Chino City is at the entrance to these highlands. Starting here, you can enjoy beautiful drives on the Roof of Japan while seeing some of the area’s own unique history. A short two-day trip around the area is a great escape from the city, or as another leg on a longer journey around Japan.

Day 1: Chino and the Merchen Highway

On your first day, take a train to Chino Station and rent a car from one of the many agencies nearby (see car rental agencies in Nagano here). The start of the Venus Line is less than a kilometer from here, and a little farther up the road is the Merchen Highway.

From the station, take the Merchen Highway for about 50 minutes up to Shirakoma Pond.

Shirakoma Pond

Shirakoma Pond seen from the rocks above Takamiishi Lodge
At the top of Mugikusa Pass of Yatsugatake, Shirakoma Pond sits amidst beautiful forests covered in over 400 species of moss. The forest floor, fallen trees and rocks are carpeted in a rich green. It looks like something straight out of Ghibli’s “Princess Mononoke,” and even one of the woods here is named after the film. Its high altitude—2,115 meters above sea level—makes it a cool place to pass the time even during the hottest days of summer.
The paths around the pond are well-maintained and easy to walk.
The walk to the pond is just 15 minutes from the parking lot through mossy forest. You can stroll around the pond in another 40 minutes and stop for a bite or coffee at one several mountain huts on the shore. Several trails radiate out from the pond leading to other campsites. For a great view of the pond from above, taking the 45-minute trek to Takamiishi is highly recommended.
Bioluminescent moss found under a boulder on the way to Takamiishi Lodge
We may not be able to discern many of the different types of moss in the forest, but there are some cool ones that stand out.

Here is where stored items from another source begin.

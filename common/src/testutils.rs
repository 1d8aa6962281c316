use tokio::io::{AsyncBufReadExt, AsyncReadExt, AsyncWriteExt};

use crate::store::{
    ByteReader, Error, LocalStore, Outcome, PathEntry, Result, Store, WebDavStore,
};

/// Creates a temporary directory with the following tree:
///
/// ```text
/// src
/// |- a.txt          (10 bytes)
/// |- sub
///    |- b.txt       (20 bytes)
///    |- deep
///       |- c.txt    (5 bytes)
/// ```
pub async fn setup_tree() -> anyhow::Result<tempfile::TempDir> {
    let tmp = tempfile::tempdir()?;
    let src = tmp.path().join("src");
    tokio::fs::create_dir_all(src.join("sub").join("deep")).await?;
    tokio::fs::write(src.join("a.txt"), "0123456789").await?;
    tokio::fs::write(src.join("sub").join("b.txt"), "abcdefghijklmnopqrst").await?;
    tokio::fs::write(src.join("sub").join("deep").join("c.txt"), "vwxyz").await?;
    Ok(tmp)
}

fn injected(path: &std::path::Path) -> Error {
    Error::Io {
        path: path.to_path_buf(),
        source: std::io::Error::new(std::io::ErrorKind::PermissionDenied, "injected failure"),
    }
}

/// Local filesystem store with injectable faults.
#[derive(Debug, Default)]
pub struct FaultyStore {
    inner: LocalStore,
    unlistable: Vec<std::path::PathBuf>,
    failing: Vec<std::path::PathBuf>,
    lying_sizes: Vec<std::path::PathBuf>,
    delay: Option<std::time::Duration>,
}

impl FaultyStore {
    pub fn new() -> Self {
        Self::default()
    }

    /// `read_dir` of this directory fails.
    pub fn unlistable(mut self, path: impl Into<std::path::PathBuf>) -> Self {
        self.unlistable.push(path.into());
        self
    }

    /// Any per-file operation with this path as source or destination fails.
    pub fn failing(mut self, path: impl Into<std::path::PathBuf>) -> Self {
        self.failing.push(path.into());
        self
    }

    /// `stat` reports one byte more than the real size.
    pub fn lying_size(mut self, path: impl Into<std::path::PathBuf>) -> Self {
        self.lying_sizes.push(path.into());
        self
    }

    /// Every per-file operation sleeps first.
    pub fn slow(mut self, delay: std::time::Duration) -> Self {
        self.delay = Some(delay);
        self
    }

    async fn check(&self, paths: &[&std::path::Path]) -> Result<()> {
        if let Some(delay) = self.delay {
            tokio::time::sleep(delay).await;
        }
        match paths.iter().find(|path| self.failing.iter().any(|f| f == *path)) {
            Some(path) => Err(injected(path)),
            None => Ok(()),
        }
    }
}

#[async_trait::async_trait]
impl Store for FaultyStore {
    fn name(&self) -> &'static str {
        "faulty"
    }

    async fn stat(&self, path: &std::path::Path) -> Result<PathEntry> {
        let mut entry = self.inner.stat(path).await?;
        let lying = self.lying_sizes.iter().any(|p| p == path);
        if let Some(md) = entry.metadata.as_mut().filter(|_| lying) {
            md.size += 1;
        }
        Ok(entry)
    }

    async fn read_dir(&self, path: &std::path::Path) -> Result<Vec<PathEntry>> {
        if self.unlistable.iter().any(|p| p == path) {
            return Err(injected(path));
        }
        self.inner.read_dir(path).await
    }

    async fn mkdir(&self, path: &std::path::Path, mode: u32) -> Result<()> {
        self.inner.mkdir(path, mode).await
    }

    async fn mkdir_all(&self, path: &std::path::Path, mode: u32) -> Result<()> {
        self.inner.mkdir_all(path, mode).await
    }

    async fn remove(&self, path: &std::path::Path) -> Result<()> {
        self.check(&[path]).await?;
        self.inner.remove(path).await
    }

    async fn rename(
        &self,
        src: &std::path::Path,
        dst: &std::path::Path,
        overwrite: bool,
    ) -> Result<Outcome> {
        self.check(&[src, dst]).await?;
        self.inner.rename(src, dst, overwrite).await
    }

    async fn copy(
        &self,
        src: &std::path::Path,
        dst: &std::path::Path,
        overwrite: bool,
    ) -> Result<Outcome> {
        self.check(&[src, dst]).await?;
        self.inner.copy(src, dst, overwrite).await
    }

    async fn read_stream(&self, path: &std::path::Path) -> Result<ByteReader> {
        self.check(&[path]).await?;
        self.inner.read_stream(path).await
    }

    async fn write_stream(
        &self,
        path: &std::path::Path,
        data: ByteReader,
        mode: u32,
    ) -> Result<()> {
        self.check(&[path]).await?;
        self.inner.write_stream(path, data, mode).await
    }
}

/// One request as seen by [`FakeDav`]. Header names are lowercased.
#[derive(Debug, Clone)]
pub struct RecordedRequest {
    pub method: String,
    pub path: String,
    pub headers: Vec<(String, String)>,
    pub body: String,
}

impl RecordedRequest {
    pub fn header(&self, name: &str) -> Option<&str> {
        self.headers
            .iter()
            .find(|(key, _)| key == name)
            .map(|(_, value)| value.as_str())
    }
}

#[derive(Debug, Clone)]
pub struct Reply {
    pub status: u16,
    pub body: String,
}

impl Reply {
    pub fn status(status: u16) -> Self {
        Self {
            status,
            body: String::new(),
        }
    }

    pub fn body(status: u16, body: impl Into<String>) -> Self {
        Self {
            status,
            body: body.into(),
        }
    }

    /// `207 Multi-Status` with one response per `(href, size)`, a `None` size is a collection.
    pub fn multistatus(entries: &[(&str, Option<u64>)]) -> Self {
        let mut body = String::from(
            "<?xml version=\"1.0\" encoding=\"utf-8\"?>\n<D:multistatus xmlns:D=\"DAV:\">\n",
        );
        for (href, size) in entries {
            let prop = match size {
                None => "<D:resourcetype><D:collection/></D:resourcetype>".to_string(),
                Some(size) => {
                    format!("<D:resourcetype/><D:getcontentlength>{size}</D:getcontentlength>")
                }
            };
            body.push_str(&format!(
                "<D:response><D:href>{href}</D:href><D:propstat><D:prop>{prop}</D:prop>\
                 <D:status>HTTP/1.1 200 OK</D:status></D:propstat></D:response>\n"
            ));
        }
        body.push_str("</D:multistatus>\n");
        Self::body(207, body)
    }
}

type Handler = std::sync::Arc<dyn Fn(&RecordedRequest) -> Reply + Send + Sync>;

/// Minimal HTTP/1.1 server on the loopback interface answering every request through a handler.
/// Each connection serves a single request, bodies are only read when a `Content-Length` is sent.
pub struct FakeDav {
    pub url: String,
    requests: std::sync::Arc<std::sync::Mutex<Vec<RecordedRequest>>>,
    server: tokio::task::JoinHandle<()>,
}

impl FakeDav {
    pub async fn start(
        handler: impl Fn(&RecordedRequest) -> Reply + Send + Sync + 'static,
    ) -> anyhow::Result<Self> {
        let listener = tokio::net::TcpListener::bind("127.0.0.1:0").await?;
        let url = format!("http://{}/dav/", listener.local_addr()?);
        let requests = std::sync::Arc::new(std::sync::Mutex::new(Vec::new()));
        let handler: Handler = std::sync::Arc::new(handler);
        let recorded = requests.clone();
        let server = tokio::spawn(async move {
            while let Ok((stream, _)) = listener.accept().await {
                let handler = handler.clone();
                let recorded = recorded.clone();
                tokio::spawn(async move {
                    if let Err(error) = serve(stream, handler, recorded).await {
                        tracing::debug!("fake server connection failed: {}", error);
                    }
                });
            }
        });
        Ok(Self {
            url,
            requests,
            server,
        })
    }

    pub fn store(&self) -> Result<WebDavStore> {
        WebDavStore::new(&self.url, None, std::time::Duration::from_secs(5))
    }

    pub fn requests(&self) -> Vec<RecordedRequest> {
        self.requests.lock().unwrap().clone()
    }
}

impl Drop for FakeDav {
    fn drop(&mut self) {
        self.server.abort();
    }
}

async fn serve(
    stream: tokio::net::TcpStream,
    handler: Handler,
    recorded: std::sync::Arc<std::sync::Mutex<Vec<RecordedRequest>>>,
) -> anyhow::Result<()> {
    let mut stream = tokio::io::BufReader::new(stream);
    let mut line = String::new();
    stream.read_line(&mut line).await?;
    let mut parts = line.split_whitespace();
    let method = parts.next().unwrap_or_default().to_string();
    let path = parts.next().unwrap_or_default().to_string();
    let mut headers = Vec::new();
    loop {
        line.clear();
        if stream.read_line(&mut line).await? == 0 {
            break;
        }
        let header = line.trim_end();
        if header.is_empty() {
            break;
        }
        if let Some((name, value)) = header.split_once(':') {
            headers.push((name.trim().to_ascii_lowercase(), value.trim().to_string()));
        }
    }
    let length = headers
        .iter()
        .find(|(name, _)| name == "content-length")
        .and_then(|(_, value)| value.parse::<usize>().ok())
        .unwrap_or(0);
    let mut body = vec![0; length];
    stream.read_exact(&mut body).await?;
    let request = RecordedRequest {
        method,
        path,
        headers,
        body: String::from_utf8_lossy(&body).into_owned(),
    };
    let reply = handler(&request);
    recorded.lock().unwrap().push(request);
    let reason = reqwest::StatusCode::from_u16(reply.status)
        .ok()
        .and_then(|status| status.canonical_reason())
        .unwrap_or("Unknown");
    let response = format!(
        "HTTP/1.1 {} {}\r\nContent-Length: {}\r\nContent-Type: application/xml\r\nConnection: close\r\n\r\n{}",
        reply.status,
        reason,
        reply.body.len(),
        reply.body
    );
    let mut stream = stream.into_inner();
    stream.write_all(response.as_bytes()).await?;
    stream.shutdown().await?;
    Ok(())
}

With moss, what it grows on is often more important than the shape of the plant itself. I saw many different mosses of all shapes growing on the ground, on living and dead trees, and hidden in cracks in rocks. If you’re lucky, you may also be able to see bioluminescent moss as well!

Togariishi Museum of Jomon Archeology

The museum has a large display of Jomon era pottery, figurines, and tools.
Next stop is the the Togariishi Museum of Jomon Archaeology. It is located on the Togariishi settlement where Jomon people lived over 5,000 years ago. At that time, the highland areas around Chino were home to as many as 1,000 unique Jomon settlements. Experts believe that the cooler weather and the abundance of obsidian, a precious commodity, made the Kirigamine Highlands and foothills of Yatsugatake an attractive place to settle.

In front, the Jomon no Venus figurine. In back, Kamen no Megami.
The museum has an extensive collection of Jomon pottery and clay figurines, including the “Jomon no Venus,” a National Treasure and the most exquisitive example of Jomon figurines found to-date.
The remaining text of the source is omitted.